PwC Labs is focused on standardizing, automating, delivering tools and processes, and exploring emerging technologies that drive efficiency and enable people to reimagine the possible. Key areas of focus include process improvement, transformation, effective use of innovative technology and data & analytics, and leveraging alternative delivery solutions.
Day-to-Day Responsibilities
- Design and develop solutions related to machine learning, natural language processing, deep learning, and Generative AI to address business needs.
- Utilize the latest technologies creatively and analytically to apply cutting-edge techniques to specific challenges.
- Continuously expand personal skill sets and stay up to speed on the latest A.I. trends, tools, methodologies, and techniques.
Skills and Experience
Must Have
- Ideally 4 to 6 years of relevant experience.
- Bachelor’s Degree in Computer Science, Engineering, or other technical discipline (BE, BTech, MCA).
- Proficiency in development language environments such as Python, Java, Scala, R, SQL, and applying analytical methods to large and complex datasets leveraging these languages.
- Solid work exposure to Generative AI based projects, including designing and implementing solutions based on Langchain framework and designing efficient prompts for LLM’s.
- Good experience in pre-training and fine-tuning Large Language Models (LLM’s) on HuggingFace models and other Large Language Models.
- Prior experience on Azure cloud platform.
- Experience in machine learning, natural language processing, and deep learning.

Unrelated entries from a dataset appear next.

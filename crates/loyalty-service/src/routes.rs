//! Router configuration.
//!
//! This module sets up the Axum router with all routes and middleware.

use std::sync::Arc;
use std::time::Duration;

use axum::routing::{get, post};
use axum::Router;
use tower::limit::ConcurrencyLimitLayer;
use tower_http::cors::{Any, CorsLayer};
use tower_http::limit::RequestBodyLimitLayer;
use tower_http::timeout::TimeoutLayer;
use tower_http::trace::TraceLayer;

use crate::handlers::{balance, health, orders, users};
use crate::state::AppState;

/// Maximum concurrent requests for user API endpoints.
const API_MAX_CONCURRENT_REQUESTS: usize = 100;

/// Create the service router with all routes and middleware.
///
/// # Routes
///
/// ## Public
/// - `GET /health` - Health check
/// - `POST /api/user/register` - Register and start a session
/// - `POST /api/user/login` - Start a session
///
/// ## Session required
/// - `POST /api/user/orders` - Submit an order number
/// - `GET /api/user/orders` - List submitted orders
/// - `GET /api/user/balance` - Current and withdrawn points
/// - `POST /api/user/balance/withdraw` - Withdraw points
/// - `GET /api/user/withdrawals` - List withdrawals
pub fn create_router(state: AppState) -> Router {
    // Extract config values before moving state
    let cors_origins = state.config.cors_origins.clone();
    let max_body_bytes = state.config.max_body_bytes;
    let request_timeout_seconds = state.config.request_timeout_seconds;

    let cors = build_cors_layer(&cors_origins);

    let state = Arc::new(state);

    let user_routes = Router::new()
        .route("/register", post(users::register))
        .route("/login", post(users::login))
        .route("/orders", post(orders::submit_order).get(orders::list_orders))
        .route("/balance", get(balance::get_balance))
        .route("/balance/withdraw", post(balance::withdraw))
        .route("/withdrawals", get(balance::list_withdrawals))
        .layer(ConcurrencyLimitLayer::new(API_MAX_CONCURRENT_REQUESTS));

    Router::new()
        .route("/health", get(health::health))
        .nest("/api/user", user_routes)
        // Global middleware
        .layer(TraceLayer::new_for_http())
        .layer(cors)
        .layer(RequestBodyLimitLayer::new(max_body_bytes))
        .layer(TimeoutLayer::new(Duration::from_secs(
            request_timeout_seconds,
        )))
        .with_state(state)
}

/// Build the CORS layer from configured origins.
fn build_cors_layer(origins: &[String]) -> CorsLayer {
    if origins.iter().any(|o| o == "*") {
        CorsLayer::new()
            .allow_origin(Any)
            .allow_methods(Any)
            .allow_headers(Any)
    } else {
        let origins: Vec<_> = origins.iter().filter_map(|o| o.parse().ok()).collect();

        CorsLayer::new()
            .allow_origin(origins)
            .allow_methods(Any)
            .allow_headers(Any)
    }
}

- Proven ability with NLP and text-based extraction techniques.
- Familiarity with deep learning architectures used for text analysis, computer vision, and signal processing.
- Understanding of how to develop data science analytic models and operationalize them for automated contexts.

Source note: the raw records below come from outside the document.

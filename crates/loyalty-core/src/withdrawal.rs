//! Withdrawal ledger entries.

use chrono::{DateTime, Utc};
use rust_decimal::Decimal;
use serde::{Deserialize, Serialize};

use crate::{UserId, WithdrawalId};

/// A point debit against a future order. Immutable once recorded.
#[derive(Debug, Clone, PartialEq, Eq, Serialize, Deserialize)]
pub struct Withdrawal {
    /// Ledger identifier.
    pub id: WithdrawalId,

    /// User whose balance was debited.
    pub user_id: UserId,

    /// Order number the points were spent on.
    pub order: String,

    /// Points debited, always positive.
    pub sum: Decimal,

    /// When the debit was applied.
    pub processed_at: DateTime<Utc>,
}

impl Withdrawal {
    /// A withdrawal stamped with the current time.
    #[must_use]
    pub fn new(user_id: UserId, order: impl Into<String>, sum: Decimal) -> Self {
        Self {
            id: WithdrawalId::generate(),
            user_id,
            order: order.into(),
            sum,
            processed_at: Utc::now(),
        }
    }
}
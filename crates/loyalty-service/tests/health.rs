//! Health endpoint integration tests.

mod common;

use common::TestHarness;

#[tokio::test]
async fn health_check_returns_ok() {
    let harness = TestHarness::new();

    let response = harness.server.get("/health").await;

    response.assert_status_ok();
    let body: serde_json::Value = response.json();
    assert_eq!(body["status"], "ok");
    assert_eq!(body["store"], "memory");
    assert_eq!(body["reconciling"], false);
    assert_eq!(body["version"], env!("CARGO_PKG_VERSION"));
}
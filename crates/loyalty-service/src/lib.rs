//! Loyalty points HTTP API service.
//!
//! This crate provides:
//!
//! - User registration and login with session tokens
//! - Order intake and listing
//! - Balance queries, withdrawals and withdrawal history
//! - The accrual reconciler, a background task that settles orders against
//!   the external accrual service
//!
//! # Authentication
//!
//! Login and registration issue an HS256 session token. It is delivered as the
//! `session_token` cookie and as an `Authorization: Bearer` header; protected
//! endpoints accept either.

#![forbid(unsafe_code)]
#![warn(missing_docs)]
#![warn(clippy::all)]
#![warn(clippy::pedantic)]
// Allow some pedantic lints that are noisy for Axum handler functions
#![allow(clippy::missing_errors_doc)] // Axum handlers all return Result
#![allow(clippy::unused_async)] // Health handler needs async for the router

pub mod auth;
pub mod config;
pub mod error;
pub mod handlers;
pub mod intake;
pub mod reconciler;
pub mod routes;
pub mod state;
pub mod withdrawals;

pub use config::{CliArgs, ServiceConfig};
pub use error::ApiError;
pub use intake::{IntakeError, IntakeOutcome, OrderIntake};
pub use reconciler::{PassOutcome, Reconciler, ReconcilerConfig, DEFAULT_POLL_INTERVAL};
pub use routes::create_router;
pub use state::AppState;
pub use withdrawals::{WithdrawalError, WithdrawalService};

- Understanding of machine learning algorithms, such as k-NN, GBM, Neural Networks, Naive Bayes, SVM, and Decision Forests.
- Proficiency in commonly used data science packages including Spark, Pandas, SciPy, and NumPy.
- Experience manipulating and analyzing complex, high-volume, high-dimensionality data from varying sources.
- Applying techniques such as multivariate regressions, Bayesian probabilities, clustering algorithms, machine learning, dynamic programming, stochastic-processes, queuing theory, and algorithmic knowledge to efficiently research and solve complex development problems.
- Developing and deploying A.I. solutions as part of a larger automation pipeline.
Good to Have
- Extensive abilities and/or a proven record of success in the application of statistical modeling, algorithms, data mining, and machine learning algorithms for problem-solving.
- A track record of delivery within a number of large-scale projects, demonstrating ownership of architecture solutions and managing change.
- Utilizing programming skills to write models directly usable in production as part of a large-scale system.
- Knowledge and application of technologies such as H20.ai, Google Machine Learning, and Deep learning.
- Developing end-to-end deep learning solutions for structured and unstructured data problems.
- Using common cloud computing platforms including Azure, AWS, and GCP for managing and manipulating large data sources, model development, and deployment.
- Visualizing and communicating analytical results using technologies such as HTML, JavaScript, D3, Tableau, and PowerBI.
Other Skills
- Documenting systems, refining requirements, self-identifying solutions, and communicating to the team.
- A desire to keep learning, maintain and expand one’s skill set across the full stack.
- A desire to improve the ‘status quo’, especially automating and improving software development and operations processes to achieve massively higher delivery velocity and operations quality.
- Contributing to thought leadership through participation in the development of technology processes.
- Applying continuous independent judgment while collaborating with others and influencing others within the project and domain teams.
- Building and leveraging relationships as well as specialist level verbal and written communication skills.
Preferred Certifications (at Least Two Certifications Are Preferred)
- Data Science Certifications in Machine Learning, Deep Learning, and Natural Language Processing.
- Certified Professional in Python Programming Level 1 or 2.